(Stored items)
····················

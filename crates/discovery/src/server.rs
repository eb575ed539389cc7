//! Application state and route registration

use std::sync::Arc;

use actix_web::{web, HttpResponse};
use serde_json::json;
use sqlx::PgPool;

use crate::admin::AdminService;
use crate::catalog::CatalogQueryService;
use crate::search::SearchService;
use crate::shelves::ShelfBrowseService;

pub struct DiscoveryState {
    pub catalog: Arc<CatalogQueryService>,
    pub search: Arc<SearchService>,
    pub shelves: Arc<ShelfBrowseService>,
    pub admin: Arc<AdminService>,
    pub jwt_secret: String,
    pub pool: Option<PgPool>,
}

async fn health() -> HttpResponse {
    HttpResponse::Ok().json(json!({ "status": "ok" }))
}

async fn readiness(state: web::Data<DiscoveryState>) -> HttpResponse {
    match &state.pool {
        Some(pool) => match vod_core::database::health_check(pool).await {
            Ok(()) => HttpResponse::Ok().json(json!({ "status": "ready" })),
            Err(e) => HttpResponse::ServiceUnavailable()
                .json(json!({ "status": "unavailable", "message": e.to_string() })),
        },
        None => HttpResponse::Ok().json(json!({ "status": "ready" })),
    }
}

pub fn configure_routes(cfg: &mut web::ServiceConfig) {
    cfg.route("/health", web::get().to(health))
        .route("/ready", web::get().to(readiness))
        .configure(crate::catalog::handlers::configure_routes)
        .configure(crate::search::handlers::configure_routes)
        .configure(crate::shelves::handlers::configure_routes)
        .configure(crate::admin::handlers::configure_routes);
}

····················

WORK ORDER -> Beginning with the first line above, could you copy every line exactly, up to and including the one with "use crate::catalog::CatalogQueryService;"?

WRITTEN RESPONSE ->
filename crates/discovery/src/server.rs
repository eb575ed539389cc7
//! Application state and route registration

use std::sync::Arc;

use actix_web::{web, HttpResponse};
use serde_json::json;
use sqlx::PgPool;

use crate::admin::AdminService;
use crate::catalog::CatalogQueryService;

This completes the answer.